───── EXERCISE INPUT ─────
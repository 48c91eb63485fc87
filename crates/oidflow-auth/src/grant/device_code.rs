//! Device authorization grant (RFC 8628)
//!
//! The device code is requested from the authority's device authorization
//! endpoint and handed to the caller's callback. The token endpoint is then
//! polled at the server's interval until the user completes sign-in, the code
//! expires, the optional timeout elapses or the caller cancels.

use oauth2::{DeviceAuthorizationResponse, DeviceAuthorizationUrl, ExtraDeviceAuthorizationFields};
use serde::{Deserialize, Serialize};
use tracing::{debug, info};

use super::{
    AuthenticationResult, IdTokenBinding, ResponseHandler, acquisition_error, extra_parameters,
    http_client, scopes, token_client, token_error,
};
use crate::application::ClientApplicationConfig;
use crate::error::{AcquisitionErrorKind, ConfigurationError, Result};
use crate::request::{BaseAuthRequest, DeviceCodeInfo, DeviceCodeRequest};

/// Non-standard fields of the device authorization response
#[derive(Debug, Clone, Default, Serialize, Deserialize)]
struct DeviceCodeFields {
    #[serde(default, skip_serializing_if = "Option::is_none")]
    message: Option<String>,
}

impl ExtraDeviceAuthorizationFields for DeviceCodeFields {}

/// Acquires tokens through the device code flow
#[derive(Debug, Clone)]
pub struct DeviceCodeClient {
    config: ClientApplicationConfig,
}

impl DeviceCodeClient {
    /// Client bound to `config`
    pub fn new(config: ClientApplicationConfig) -> Self {
        Self { config }
    }

    /// Run the device code flow
    ///
    /// Returns `Ok(None)` when the request's cancellation token fires before
    /// the user completes sign-in.
    ///
    /// # Errors
    ///
    /// Returns [`ConfigurationError::MissingEndpoint`] when the authority has no
    /// device authorization endpoint, an acquisition error with
    /// [`AcquisitionErrorKind::DeviceCodeExpired`] when the code expires, or
    /// any other token endpoint failure.
    pub async fn acquire_token(
        &self,
        request: &BaseAuthRequest,
        device: &DeviceCodeRequest,
    ) -> Result<Option<AuthenticationResult>> {
        let endpoint = self.config.authority().device_authorization_endpoint()?;
        let device_url =
            DeviceAuthorizationUrl::new(endpoint).map_err(|e| ConfigurationError::InvalidUrl {
                field: "device_authorization_endpoint",
                reason: e.to_string(),
            })?;
        let client = token_client(&self.config)?.set_device_authorization_url(device_url);
        let http = http_client(&self.config);
        let extra = extra_parameters(&self.config, request);

        let mut code_request = client.exchange_device_code().add_scopes(scopes(request));
        for (name, value) in extra.iter().cloned() {
            code_request = code_request.add_extra_param(name, value);
        }
        let details: DeviceAuthorizationResponse<DeviceCodeFields> = code_request
            .request_async(&http)
            .await
            .map_err(|e| acquisition_error(&self.config, token_error(&self.config, e)))?;

        let info = device_code_info(&details);
        info!(
            verification_uri = %info.verification_uri,
            expires_in_secs = info.expires_in.as_secs(),
            "Device code issued"
        );
        (device.device_code_callback)(&info);

        let mut token_request = client.exchange_device_access_token(&details);
        for (name, value) in extra {
            token_request = token_request.add_extra_param(name, value);
        }
        let poll = token_request.request_async(&http, tokio::time::sleep, device.timeout);

        let outcome = match &device.cancellation {
            Some(cancellation) => tokio::select! {
                biased;
                () = cancellation.cancelled() => {
                    info!("Device code flow cancelled by the caller");
                    return Ok(None);
                }
                outcome = poll => outcome,
            },
            None => poll.await,
        };

        let response = outcome.map_err(|e| {
            let kind = match token_error(&self.config, e) {
                AcquisitionErrorKind::ServerError { error, .. } if error == "expired_token" => {
                    AcquisitionErrorKind::DeviceCodeExpired
                }
                other => other,
            };
            acquisition_error(&self.config, kind)
        })?;

        debug!("Device code redeemed");
        ResponseHandler::new(&self.config, request)
            .handle(response, IdTokenBinding::default(), None)
            .await
            .map(Some)
    }
}

fn device_code_info(details: &DeviceAuthorizationResponse<DeviceCodeFields>) -> DeviceCodeInfo {
    let user_code = details.user_code().secret().clone();
    let verification_uri = details.verification_uri().as_str().to_string();
    let message = details.extra_fields().message.clone().unwrap_or_else(|| {
        format!(
            "To sign in, use a web browser to open the page {verification_uri} and enter the code {user_code} to authenticate."
        )
    });
    DeviceCodeInfo {
        user_code,
        verification_uri,
        expires_in: details.expires_in(),
        interval: details.interval(),
        message,
    }
}
//! Client credentials grant for confidential clients
//!
//! Application tokens are cached under an empty home account id and served
//! from the cache until they come within the renewal offset of expiry.

use tracing::debug;

use super::{
    AuthenticationResult, IdTokenBinding, ResponseHandler, acquisition_error, extra_parameters,
    http_client, scopes, token_client, token_error,
};
use crate::application::ClientApplicationConfig;
use crate::error::{AcquisitionErrorKind, ConfigurationError, Result};
use crate::request::BaseAuthRequest;
use crate::telemetry::record_cache_lookup;
use secrecy::ExposeSecret;

/// Acquires application tokens with the client's own credentials
#[derive(Debug, Clone)]
pub struct ClientCredentialClient {
    config: ClientApplicationConfig,
}

impl ClientCredentialClient {
    /// Client bound to `config`
    pub fn new(config: ClientApplicationConfig) -> Self {
        Self { config }
    }

    /// Acquire an application token
    ///
    /// # Errors
    ///
    /// Returns [`ConfigurationError::MissingClientSecret`] for public clients,
    /// otherwise an acquisition error when the token endpoint fails.
    pub async fn acquire_token(
        &self,
        request: &BaseAuthRequest,
        force_refresh: bool,
    ) -> Result<AuthenticationResult> {
        if self.config.configuration().auth.client_secret.is_none() {
            return Err(ConfigurationError::MissingClientSecret.into());
        }

        if !force_refresh
            && request.claims().is_none()
            && let Some(result) = self.cached(request).await?
        {
            return Ok(result);
        }

        let client = token_client(&self.config)?;
        let http = http_client(&self.config);

        let mut token_request = client
            .exchange_client_credentials()
            .add_scopes(scopes(request));
        for (name, value) in extra_parameters(&self.config, request) {
            token_request = token_request.add_extra_param(name, value);
        }

        let response = token_request
            .request_async(&http)
            .await
            .map_err(|e| acquisition_error(&self.config, token_error(&self.config, e)))?;

        ResponseHandler::new(&self.config, request)
            .handle(response, IdTokenBinding::default(), None)
            .await
    }

    async fn cached(&self, request: &BaseAuthRequest) -> Result<Option<AuthenticationResult>> {
        let client_id = &self.config.configuration().auth.client_id;
        let authority = self.config.authority().authority();
        let token = self
            .config
            .cache()
            .get_access_token(
                "",
                client_id,
                authority.host(),
                authority.tenant().unwrap_or_default(),
                request.scopes(),
            )
            .await
            .map_err(|e| {
                acquisition_error(&self.config, AcquisitionErrorKind::Cache(e.to_string()))
            })?;

        let offset = self.config.configuration().system.token_renewal_offset_seconds;
        let now = chrono::Utc::now().timestamp();
        let Some(token) = token.filter(|t| !t.is_expiring(now, offset)) else {
            record_cache_lookup(false);
            return Ok(None);
        };

        record_cache_lookup(true);
        self.config.telemetry().increment_cache_hits();
        debug!(scopes = %token.scopes, "Serving application token from cache");
        Ok(Some(AuthenticationResult {
            access_token: token.secret.expose_secret().clone(),
            token_type: token.token_type.clone(),
            id_token: None,
            id_token_claims: None,
            account: None,
            scopes: token.scopes.clone(),
            expires_on: token.expires_on,
            correlation_id: request.correlation_id().to_string(),
            from_cache: true,
        }))
    }
}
─────
TRY IT
The lines to copy run from the start of the records above through the line holding "authority has no"; give them exactly, both ends included, and nothing else.

PROBLEM SOLUTION
repository 48c91eb63485fc87
filename crates/oidflow-auth/src/grant/device_code.rs
//! Device authorization grant (RFC 8628)
//!
//! The device code is requested from the authority's device authorization
//! endpoint and handed to the caller's callback. The token endpoint is then
//! polled at the server's interval until the user completes sign-in, the code
//! expires, the optional timeout elapses or the caller cancels.

use oauth2::{DeviceAuthorizationResponse, DeviceAuthorizationUrl, ExtraDeviceAuthorizationFields};
use serde::{Deserialize, Serialize};
use tracing::{debug, info};

use super::{
    AuthenticationResult, IdTokenBinding, ResponseHandler, acquisition_error, extra_parameters,
    http_client, scopes, token_client, token_error,
};
use crate::application::ClientApplicationConfig;
use crate::error::{AcquisitionErrorKind, ConfigurationError, Result};
use crate::request::{BaseAuthRequest, DeviceCodeInfo, DeviceCodeRequest};

/// Non-standard fields of the device authorization response
#[derive(Debug, Clone, Default, Serialize, Deserialize)]
struct DeviceCodeFields {
    #[serde(default, skip_serializing_if = "Option::is_none")]
    message: Option<String>,
}

impl ExtraDeviceAuthorizationFields for DeviceCodeFields {}

/// Acquires tokens through the device code flow
#[derive(Debug, Clone)]
pub struct DeviceCodeClient {
    config: ClientApplicationConfig,
}

impl DeviceCodeClient {
    /// Client bound to `config`
    pub fn new(config: ClientApplicationConfig) -> Self {
        Self { config }
    }

    /// Run the device code flow
    ///
    /// Returns `Ok(None)` when the request's cancellation token fires before
    /// the user completes sign-in.
    ///
    /// # Errors
    ///
    /// Returns [`ConfigurationError::MissingEndpoint`] when the authority has no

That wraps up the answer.